INSTRUCTIONS TO FOLLOW: In the data below, find each line carrying the string "derive" and copy it out.

Saved data entries:
=== Begin Enclosure ===

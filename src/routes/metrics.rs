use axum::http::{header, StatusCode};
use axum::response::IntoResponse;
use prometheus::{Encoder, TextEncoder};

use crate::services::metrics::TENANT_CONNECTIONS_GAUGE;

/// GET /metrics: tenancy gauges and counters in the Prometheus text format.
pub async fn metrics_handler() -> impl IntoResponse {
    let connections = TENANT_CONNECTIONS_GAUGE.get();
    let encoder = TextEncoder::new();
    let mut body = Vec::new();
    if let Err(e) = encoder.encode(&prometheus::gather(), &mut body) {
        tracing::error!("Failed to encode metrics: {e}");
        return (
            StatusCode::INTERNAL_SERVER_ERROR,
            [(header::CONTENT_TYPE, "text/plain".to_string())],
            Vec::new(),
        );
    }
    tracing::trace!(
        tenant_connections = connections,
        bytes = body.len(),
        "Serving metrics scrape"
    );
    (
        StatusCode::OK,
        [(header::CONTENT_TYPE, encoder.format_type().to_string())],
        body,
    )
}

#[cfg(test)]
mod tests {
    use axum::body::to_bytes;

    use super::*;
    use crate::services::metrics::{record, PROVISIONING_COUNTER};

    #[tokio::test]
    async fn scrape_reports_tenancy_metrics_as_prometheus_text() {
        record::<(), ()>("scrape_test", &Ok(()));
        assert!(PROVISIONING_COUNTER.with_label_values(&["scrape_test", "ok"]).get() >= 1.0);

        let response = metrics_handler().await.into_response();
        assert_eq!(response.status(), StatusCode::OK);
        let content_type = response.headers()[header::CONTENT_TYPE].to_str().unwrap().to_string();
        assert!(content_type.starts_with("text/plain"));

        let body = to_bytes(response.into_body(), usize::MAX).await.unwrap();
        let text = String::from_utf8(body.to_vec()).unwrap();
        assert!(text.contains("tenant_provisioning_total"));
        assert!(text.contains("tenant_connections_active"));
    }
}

=== End Enclosure ===
=== Begin Enclosure ===

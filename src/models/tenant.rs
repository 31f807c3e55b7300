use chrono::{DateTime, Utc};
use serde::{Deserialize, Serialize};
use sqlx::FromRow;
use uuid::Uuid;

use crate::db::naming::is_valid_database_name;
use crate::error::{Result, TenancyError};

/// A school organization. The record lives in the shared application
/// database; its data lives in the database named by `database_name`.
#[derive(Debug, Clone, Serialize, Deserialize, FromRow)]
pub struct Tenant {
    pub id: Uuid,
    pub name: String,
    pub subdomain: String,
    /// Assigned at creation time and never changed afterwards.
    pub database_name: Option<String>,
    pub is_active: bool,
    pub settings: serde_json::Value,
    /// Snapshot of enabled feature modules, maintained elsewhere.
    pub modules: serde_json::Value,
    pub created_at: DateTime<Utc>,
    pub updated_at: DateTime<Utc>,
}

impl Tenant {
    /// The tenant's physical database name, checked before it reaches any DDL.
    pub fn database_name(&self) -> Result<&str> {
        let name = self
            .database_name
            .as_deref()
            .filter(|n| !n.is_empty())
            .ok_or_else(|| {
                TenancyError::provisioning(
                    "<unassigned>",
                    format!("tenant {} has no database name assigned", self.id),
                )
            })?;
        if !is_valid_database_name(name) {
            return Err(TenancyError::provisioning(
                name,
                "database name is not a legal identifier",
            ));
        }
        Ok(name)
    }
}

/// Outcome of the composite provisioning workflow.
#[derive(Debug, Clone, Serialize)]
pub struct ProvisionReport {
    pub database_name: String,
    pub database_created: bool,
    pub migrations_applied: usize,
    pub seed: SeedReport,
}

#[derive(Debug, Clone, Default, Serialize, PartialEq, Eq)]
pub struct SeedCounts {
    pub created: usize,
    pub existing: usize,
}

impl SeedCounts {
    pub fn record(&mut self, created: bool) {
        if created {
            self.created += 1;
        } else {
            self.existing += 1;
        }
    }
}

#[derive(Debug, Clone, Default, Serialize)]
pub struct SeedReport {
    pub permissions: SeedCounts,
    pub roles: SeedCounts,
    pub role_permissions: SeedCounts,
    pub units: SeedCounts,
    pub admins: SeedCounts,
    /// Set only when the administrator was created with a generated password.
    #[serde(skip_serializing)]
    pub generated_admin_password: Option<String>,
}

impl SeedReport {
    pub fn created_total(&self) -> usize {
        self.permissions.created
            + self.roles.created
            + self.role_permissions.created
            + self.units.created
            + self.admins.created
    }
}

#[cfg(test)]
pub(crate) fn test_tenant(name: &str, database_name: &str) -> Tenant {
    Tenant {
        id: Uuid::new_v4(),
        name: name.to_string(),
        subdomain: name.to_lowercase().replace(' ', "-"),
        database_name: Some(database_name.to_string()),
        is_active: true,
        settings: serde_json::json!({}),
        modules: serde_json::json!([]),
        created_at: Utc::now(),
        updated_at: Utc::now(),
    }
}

=== End Enclosure ===

SOLUTION TO THIS TASK:
#[derive(Debug, Clone, Serialize, Deserialize, FromRow)]
#[derive(Debug, Clone, Serialize)]
#[derive(Debug, Clone, Default, Serialize, PartialEq, Eq)]
#[derive(Debug, Clone, Default, Serialize)]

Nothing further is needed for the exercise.